We tauira can identify with most of these substances: like coffee the night before your exam, your morning Red Bull two hours before an assignment is due, getting OTP celebrating anything or nothing, dope, and lastly, synthetic highs. Even though none of us have ever taken any illegal drugs or substances *cough, cough*, and joke about those funny times, it is a serious issue that negatively impacts many whānau and communities. Regardless of the city or town you go to, there is always the underlying assumption that Māori are the common users, or overusers, of these illegal substances. Ka mau te wehi! What a load of crap! Yes, “meowris” are users, but so are the rest of the Pākeha population; yet we are more often than not in the spotlight, especially when it comes to media information or, rather, misinformation.

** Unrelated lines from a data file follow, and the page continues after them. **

//! Similarity retrieval over one or several collections.

use tracing::{debug, instrument};

use crate::collection::Collection;
use crate::errors::RagError;
use crate::manager::VectorStoreManager;
use crate::record::{RagHit, RagQuery};

/// Collections searched by the combined chat retriever, in order.
pub const DEFAULT_COMBINED: [&str; 2] = ["rag_docs", "cag_docs"];

/// Upper bound on documents handed to the prompt from combined retrieval.
pub const MAX_CONTEXT_DOCS: usize = 6;

/// Top-K hits from `name` with `score >= threshold`, best first.
/// A collection that does not exist yields no hits.
#[instrument(skip(manager, query), fields(k = query.top_k, threshold = query.score_threshold))]
pub async fn retrieve(
    manager: &VectorStoreManager,
    name: &str,
    query: &RagQuery<'_>,
) -> Result<Vec<RagHit>, RagError> {
    let Some(collection) = manager.collection(name).await? else {
        debug!("collection missing, no hits");
        return Ok(Vec::new());
    };
    if collection.is_empty() || query.top_k == 0 {
        return Ok(Vec::new());
    }
    let vector = manager.embedder().embed(query.text).await?;
    let hits = to_hits(&collection, &vector, query.top_k, query.score_threshold)?;
    debug!(hits = hits.len(), "retrieved");
    Ok(hits)
}

fn to_hits(c: &Collection, vector: &[f32], k: usize, threshold: f32) -> Result<Vec<RagHit>, RagError> {
    Ok(c.search(vector, k, threshold)?
        .into_iter()
        .map(|(score, r)| RagHit {
            score,
            text: r.text.clone(),
            source: r.source.clone(),
            chunk_index: r.chunk_index,
            collection: c.name().to_string(),
        })
        .collect())
}

/// One collection inside a [`CombinedRetriever`].
#[derive(Clone, Debug, PartialEq)]
pub struct RetrieverPart {
    pub collection: String,
    pub k: usize,
    pub threshold: f32,
}

/// Runs each part independently and concatenates the results in part order.
/// No re-ranking across parts.
#[derive(Clone, Debug)]
pub struct CombinedRetriever {
    pub parts: Vec<RetrieverPart>,
}

impl CombinedRetriever {
    pub fn new(parts: Vec<RetrieverPart>) -> Self {
        Self { parts }
    }

    /// [`DEFAULT_COMBINED`] with the same `k` and `threshold` for each.
    pub fn with_defaults(k: usize, threshold: f32) -> Self {
        Self::new(
            DEFAULT_COMBINED
                .iter()
                .map(|c| RetrieverPart {
                    collection: (*c).to_string(),
                    k,
                    threshold,
                })
                .collect(),
        )
    }

    /// The query is embedded once, and only if some part has records.
    #[instrument(skip_all, fields(parts = self.parts.len()))]
    pub async fn retrieve(
        &self,
        manager: &VectorStoreManager,
        query: &str,
    ) -> Result<Vec<RagHit>, RagError> {
        let mut vector: Option<Vec<f32>> = None;
        let mut out = Vec::new();
        for part in &self.parts {
            let Some(c) = manager.collection(&part.collection).await? else {
                debug!(collection = %part.collection, "collection missing, skipped");
                continue;
            };
            if c.is_empty() || part.k == 0 {
                continue;
            }
            let v = match vector.take() {
                Some(v) => v,
                None => manager.embedder().embed(query).await?,
            };
            out.extend(to_hits(&c, &v, part.k, part.threshold)?);
            vector = Some(v);
        }
        Ok(out)
    }
}

#[cfg(test)]
mod tests {
    use std::sync::Arc;

    use super::*;
    use crate::config::RagConfig;
    use crate::embed::HashEmbedder;
    use crate::record::Chunk;

    fn chunk(source: &str, i: usize, text: &str) -> Chunk {
        Chunk {
            id: format!("{source}-{i}"),
            text: text.into(),
            source: source.into(),
            index: i,
            token_count: 1,
        }
    }

    async fn seeded(root: &std::path::Path) -> VectorStoreManager {
        let m = VectorStoreManager::new(RagConfig::new_default(root), Arc::new(HashEmbedder::new()));
        m.create_or_update(
            vec![
                chunk("rag_docs/urlaub.txt", 0, "urlaub antrag formular personalabteilung"),
                chunk("rag_docs/it.txt", 0, "passwort zuruecksetzen helpdesk ticket"),
                chunk("rag_docs/kantine.txt", 0, "kantine speiseplan montag"),
            ],
            "rag_docs",
        )
        .await
        .unwrap();
        m.create_or_update(
            vec![chunk("cag_docs/faq.md", 0, "urlaub resturlaub uebertrag januar")],
            "cag_docs",
        )
        .await
        .unwrap();
        m
    }

    fn q(text: &str, top_k: usize, score_threshold: f32) -> RagQuery<'_> {
        RagQuery { text, top_k, score_threshold }
    }

    #[tokio::test]
    async fn missing_collection_yields_nothing() {
        let tmp = tempfile::tempdir().unwrap();
        let m = VectorStoreManager::new(RagConfig::new_default(tmp.path()), Arc::new(HashEmbedder::new()));
        let hits = retrieve(&m, "nope", &q("anything", 5, 0.1)).await.unwrap();
        assert!(hits.is_empty());
    }

    #[tokio::test]
    async fn best_match_comes_first() {
        let tmp = tempfile::tempdir().unwrap();
        let m = seeded(tmp.path()).await;

        let hits = retrieve(&m, "rag_docs", &q("urlaub antrag", 5, 0.1)).await.unwrap();
        assert!(!hits.is_empty());
        assert_eq!(hits[0].source, "rag_docs/urlaub.txt");
        assert_eq!(hits[0].collection, "rag_docs");
        assert!(hits.windows(2).all(|w| w[0].score >= w[1].score));
        assert!(hits.iter().all(|h| h.score >= 0.1));
    }

    #[tokio::test]
    async fn k_and_threshold_bound_the_result() {
        let tmp = tempfile::tempdir().unwrap();
        let m = seeded(tmp.path()).await;

        assert!(retrieve(&m, "rag_docs", &q("urlaub", 1, -1.0)).await.unwrap().len() <= 1);
        assert_eq!(retrieve(&m, "rag_docs", &q("urlaub", 10, -1.0)).await.unwrap().len(), 3);
        assert!(retrieve(&m, "rag_docs", &q("urlaub", 10, 1.01)).await.unwrap().is_empty());
    }

    #[tokio::test]
    async fn combined_concatenates_in_part_order() {
        let tmp = tempfile::tempdir().unwrap();
        let m = seeded(tmp.path()).await;

        let combined = CombinedRetriever::new(vec![
            RetrieverPart { collection: "cag_docs".into(), k: 5, threshold: -1.0 },
            RetrieverPart { collection: "missing".into(), k: 5, threshold: -1.0 },
            RetrieverPart { collection: "rag_docs".into(), k: 2, threshold: -1.0 },
        ]);
        let hits = combined.retrieve(&m, "urlaub").await.unwrap();
        let collections: Vec<_> = hits.iter().map(|h| h.collection.as_str()).collect();
        assert_eq!(collections, vec!["cag_docs", "rag_docs", "rag_docs"]);
    }

    #[test]
    fn default_parts() {
        let c = CombinedRetriever::with_defaults(5, 0.1);
        let names: Vec<_> = c.parts.iter().map(|p| p.collection.as_str()).collect();
        assert_eq!(names, DEFAULT_COMBINED);
    }
}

Illegal highs versus legal highs?

It doesn’t really make sense nē rā? Here in Aotearoa, but not for much longer, we have dangerous legal highs such as synthetic cannabis a.k.a. K2, Kronic and Spice. Even though it clearly states on the packaging, “WARNING: NOT SAFE for human consumption”, people of Aotearoa clearly still go out and buy this stuff. Would it make a difference if it stated: “HIGHLY ADDICTIVE and KILLS RELATIONSHIPS… but it’s okay because it’s man-made and the Government does not mind us selling it to you for now”?

The side effects of these drugs are endless, from delayed reaction to severe paranoia and psychosis. I read an article in the newspaper about a 19-year-old who had a baby and was on the benefit smoking at least $20 worth of synthetic highs a day. This is tragic: what is left for the tamariki? Do they go to kura without food?

But now, from 6 May, these legal highs will gain an ‘il’ in front, thanks to our beehived government opening both eyes on such an out-of-control product. What does this mean for the makers, manufacturers, middlemen and small stores that are selling these drugs? Will they begin to operate underground to ensure their business is still booming through the roof? Will this mean our rangatahi hustling their way through the gangs to get their hit for the day?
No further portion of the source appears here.